An album informed by love in its many forms, Expectations presents a bracing portrait of self-destructive love with “Grace Has a Gun” (a hypnotic and heavy-hearted track featured on NPR’s “All Songs Considered”). “It’s about a girl I dated in college who was dealing with a very intense mental illness at the time, and about me trying to be some kind of cure for her,” Pruitt explains. On “Out of the Blue,” the album slips into a languid reverie, with Pruitt’s lyrics channeling a classic-pop romanticism (e.g., “What a lovely day for loving you”). And on “It’s Always Been You,” Expectations closes out in a moment of understated glory, the song’s gently plucked strings and wistful piano melodies magnifying its tender mood. “That one’s a love song to my girlfriend,” says Pruitt. “It’s the first time in my life I’ve experienced a genuinely healthy relationship, and I wanted to show those moments that are so mundane but beautiful, like making out on the porch or play-fighting with baguettes in the grocery store—all those normal, everyday things that feel so heightened by love.”

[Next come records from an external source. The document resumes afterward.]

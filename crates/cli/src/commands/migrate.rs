//! Database migration command.
//!
//! # Usage
//!
//! ```bash
//! zwjz-cli migrate
//! ```
//!
//! # Environment Variables
//!
//! - `ZWJZ_DATABASE_URL` (or `DATABASE_URL`) - `PostgreSQL` connection string
//!
//! # Migration Files
//!
//! `crates/wechat/migrations/`. Only the binding table is managed here; the
//! account tables belong to the main application.

use sqlx::PgPool;
use thiserror::Error;

#[derive(Debug, Error)]
pub enum MigrationError {
    #[error("Missing environment variable: {0}")]
    MissingEnvVar(&'static str),

    #[error("Database error: {0}")]
    Database(#[from] sqlx::Error),

    #[error("Migration error: {0}")]
    Migration(#[from] sqlx::migrate::MigrateError),
}

/// Run the WeChat service migrations.
///
/// # Errors
///
/// Returns an error if the database URL is missing, the connection fails,
/// or a migration fails to apply.
pub async fn run() -> Result<(), MigrationError> {
    dotenvy::dotenv().ok();

    let database_url = std::env::var("ZWJZ_DATABASE_URL")
        .or_else(|_| std::env::var("DATABASE_URL"))
        .map_err(|_| MigrationError::MissingEnvVar("ZWJZ_DATABASE_URL"))?;

    tracing::info!("Connecting to database...");
    let pool = PgPool::connect(&database_url).await?;

    tracing::info!("Running wechat migrations...");
    sqlx::migrate!("../wechat/migrations").run(&pool).await?;

    tracing::info!("Migrations complete!");
    Ok(())
}
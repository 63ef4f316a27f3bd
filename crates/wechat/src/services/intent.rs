//! Recognizes statistics questions in chat text.
//!
//! Anything not recognized here is treated as a bookkeeping entry. Questions
//! carry no amounts, so text with digits is only read as a query when it asks
//! for a number of recent transactions.

use chrono::{Datelike, Days, NaiveDate};

use super::{Period, StatsQuery};

/// Recent transactions shown when the text names no count.
pub const DEFAULT_RECENT: u32 = 5;

/// Upper bound on the recent-transactions count.
pub const MAX_RECENT: u32 = 20;

const BALANCE: &[&str] = &["查看余额", "余额查询", "账本统计", "余额"];
const CATEGORIES: &[&str] = &["分类统计", "消费统计", "分类汇总"];
const RECENT_NOUNS: &[&str] = &["记录", "账单", "交易", "明细", "流水", "记账", "笔"];
const RANGE_QUESTIONS: &[&str] = &[
    "多少", "统计", "汇总", "账单", "支出", "收入", "消费", "开销", "花费", "花了", "花销",
];

fn has(text: &str, words: &[&str]) -> bool {
    words.iter().any(|w| text.contains(w))
}

/// First run of ASCII digits in `text`.
fn first_number(text: &str) -> Option<u32> {
    let start = text.find(|c: char| c.is_ascii_digit())?;
    let digits: String = text
        .get(start..)?
        .chars()
        .take_while(char::is_ascii_digit)
        .collect();
    digits.parse().ok()
}

/// Date range named by `text`, relative to `today`.
fn time_range(text: &str, today: NaiveDate) -> Option<(NaiveDate, NaiveDate, Period)> {
    let week_start = today.checked_sub_days(Days::new(u64::from(
        today.weekday().num_days_from_monday(),
    )))?;
    let month_start = today.with_day(1)?;

    if has(text, &["今天", "今日"]) {
        Some((today, today, Period::Day))
    } else if text.contains("昨天") {
        let yesterday = today.pred_opt()?;
        Some((yesterday, yesterday, Period::Day))
    } else if has(text, &["本周", "这周", "这个星期", "本星期"]) {
        Some((week_start, today, Period::Week))
    } else if has(text, &["上周", "上个星期"]) {
        let end = week_start.pred_opt()?;
        Some((end.checked_sub_days(Days::new(6))?, end, Period::Week))
    } else if has(text, &["本月", "这个月", "这月"]) {
        Some((month_start, today, Period::Month))
    } else if has(text, &["上月", "上个月"]) {
        let end = month_start.pred_opt()?;
        Some((end.with_day(1)?, end, Period::Month))
    } else if has(text, &["今年", "本年"]) {
        Some((NaiveDate::from_ymd_opt(today.year(), 1, 1)?, today, Period::Year))
    } else {
        None
    }
}

/// The statistics query `text` asks for, if any. `today` is the user's
/// local date.
#[must_use]
pub fn recognize(text: &str, today: NaiveDate) -> Option<StatsQuery> {
    let has_digits = text.chars().any(|c| c.is_ascii_digit());

    if text.contains("最近") && has(text, RECENT_NOUNS) {
        let limit = first_number(text).map_or(DEFAULT_RECENT, |n| n.clamp(1, MAX_RECENT));
        return Some(StatsQuery::Recent { limit });
    }
    if has_digits {
        return None;
    }

    if text.contains("预算") {
        Some(StatsQuery::Budget)
    } else if has(text, CATEGORIES) {
        Some(StatsQuery::Categories)
    } else if has(text, BALANCE) {
        Some(StatsQuery::Balance)
    } else if has(text, RANGE_QUESTIONS) {
        time_range(text, today).map(|(start, end, period)| StatsQuery::TimeRange {
            start,
            end,
            period,
        })
    } else {
        None
    }
}
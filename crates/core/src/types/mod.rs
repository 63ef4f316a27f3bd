//! Core types for Zhiweijz.
//!
//! This module provides type-safe wrappers for common domain concepts.

pub mod email;
pub mod external_id;
pub mod id;
pub mod status;

pub use email::{Email, EmailError};
pub use external_id::{ExternalId, ExternalIdError};
pub use id::*;
pub use status::*;
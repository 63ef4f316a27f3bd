//! Read-only access to the main application's account tables.
//!
//! # Tables
//!
//! - `users` - `id`, `name`, `email`, `password_hash`, `is_active`
//! - `account_books` - `id`, `name`, `type` (`PERSONAL` or `FAMILY`), `user_id`,
//!   `family_id`, `is_default`, `created_at`
//! - `families` / `family_members` - shared books are visible to every member

use async_trait::async_trait;
use sqlx::PgPool;
use uuid::Uuid;

use zhiweijz_core::{AccountBookId, Email, UserId};

use super::{AccountStore, CollaboratorError};
use crate::db::RepositoryError;
use crate::models::{AccountBook, AccountUser};

const BOOK_SELECT: &str = "SELECT b.id, b.name, b.type::text AS kind, b.is_default, \
                                  f.name AS family_name \
                           FROM account_books b \
                           LEFT JOIN families f ON f.id = b.family_id";

const BOOK_ACCESS: &str = "(b.user_id = $1 \
                            OR (b.type::text = 'FAMILY' AND b.family_id IN \
                                (SELECT family_id FROM family_members WHERE user_id = $1)))";

#[derive(Debug, sqlx::FromRow)]
struct UserRow {
    id: Uuid,
    name: Option<String>,
    email: String,
    is_active: bool,
}

impl TryFrom<UserRow> for AccountUser {
    type Error = RepositoryError;

    fn try_from(row: UserRow) -> Result<Self, Self::Error> {
        let email = Email::parse(&row.email).map_err(|e| {
            RepositoryError::DataCorruption(format!("invalid email for user {}: {e}", row.id))
        })?;

        Ok(Self {
            id: UserId::new(row.id),
            name: row.name.unwrap_or_default(),
            email,
            is_active: row.is_active,
        })
    }
}

#[derive(Debug, sqlx::FromRow)]
struct CredentialRow {
    #[sqlx(flatten)]
    user: UserRow,
    password_hash: Option<String>,
}

/// Account store backed by the main application's database.
#[derive(Clone)]
pub struct PgAccountStore {
    pool: PgPool,
}

impl PgAccountStore {
    #[must_use]
    pub const fn new(pool: PgPool) -> Self {
        Self { pool }
    }

    /// User and stored password hash for an email address.
    ///
    /// # Errors
    ///
    /// Returns error if the query fails or the row is malformed.
    pub async fn credentials(
        &self,
        email: &Email,
    ) -> Result<Option<(AccountUser, Option<String>)>, RepositoryError> {
        let row = sqlx::query_as::<_, CredentialRow>(
            "SELECT id, name, email, is_active, password_hash \
             FROM users WHERE LOWER(email) = $1",
        )
        .bind(email.as_str())
        .fetch_optional(&self.pool)
        .await?;

        let Some(row) = row else {
            return Ok(None);
        };
        let user = AccountUser::try_from(row.user)?;
        Ok(Some((user, row.password_hash)))
    }
}

#[async_trait]
impl AccountStore for PgAccountStore {
    async fn find_user(&self, id: UserId) -> Result<Option<AccountUser>, CollaboratorError> {
        let row = sqlx::query_as::<_, UserRow>(
            "SELECT id, name, email, is_active FROM users WHERE id = $1",
        )
        .bind(id.as_uuid())
        .fetch_optional(&self.pool)
        .await
        .map_err(RepositoryError::from)?;

        let user = row.map(AccountUser::try_from).transpose()?;
        Ok(user)
    }

    #[tracing::instrument(skip(self))]
    async fn account_books(&self, user_id: UserId) -> Result<Vec<AccountBook>, CollaboratorError> {
        let sql = format!(
            "{BOOK_SELECT} WHERE {BOOK_ACCESS} \
             ORDER BY b.is_default DESC, b.created_at DESC"
        );
        let books = sqlx::query_as::<_, AccountBook>(&sql)
            .bind(user_id.as_uuid())
            .fetch_all(&self.pool)
            .await
            .map_err(RepositoryError::from)?;
        Ok(books)
    }

    async fn accessible_book(
        &self,
        user_id: UserId,
        book_id: AccountBookId,
    ) -> Result<Option<AccountBook>, CollaboratorError> {
        let sql = format!("{BOOK_SELECT} WHERE b.id = $2 AND {BOOK_ACCESS}");
        let book = sqlx::query_as::<_, AccountBook>(&sql)
            .bind(user_id.as_uuid())
            .bind(book_id.as_uuid())
            .fetch_optional(&self.pool)
            .await
            .map_err(RepositoryError::from)?;
        Ok(book)
    }
}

Throughout Expectations, Pruitt imbues her lyrics with a spellbinding specificity that comes from years of dedication to her craft. Raised in the suburbs of Atlanta, she learned to play guitar from her mother as a kid, then began writing her own material in high school. “I sort of used writing songs as an outlet to work through what I was feeling, which is why I still do it now,” says Pruitt. “It’s always been a very cathartic thing for me.” Although she studied music in college—first in Athens, Georgia, then at Belmont University in Nashville—Pruitt mostly thrived in less formal settings. “I usually skipped songwriting class to just write alone in my bedroom,” she notes.
As she set her roots down in Nashville, Pruitt connected with the lineup of local musicians who now form her live band. In recent years, she and her bandmates have taken the stage at major festivals like Pilgrimage, toured with such artists as Ruston Kelly and Donovan Woods, and joined together in creating the OurVinyl Live EP (a six-track offering released in March 2018). Also in 2018, she linked up with Gary Paczosa to record a track called “Thoughts and Prayers” (a powerful protest song that Pruitt performed at the March For Our Lives in Nashville). Eventually inking a deal with Rounder, she set to work on recording Expectations in early 2019.
In the process of bringing Expectations to life, Pruitt discovered a sense of closure that had eluded her for years. “I got to reopen some conversations with my parents, and I ended up hearing from Grace and talking things through with her,” she says. “It’s made me realize how insanely important communication is, and how we need to really listen to each other, even if we may not always agree on every point.” And as she reflects on her guiding mission as a songwriter and artist, Pruitt hopes that her music might help others overcome what often feels insurmountable. “If anyone’s feeling rejected or pushed aside, I want them to feel understood,” she says. “I want them to know that you don’t ever have to conform, or try to be whatever’s considered ‘normal.’ I want everyone to love what’s different about them, because your differences are what make you unique and wonderful and fucking rad.”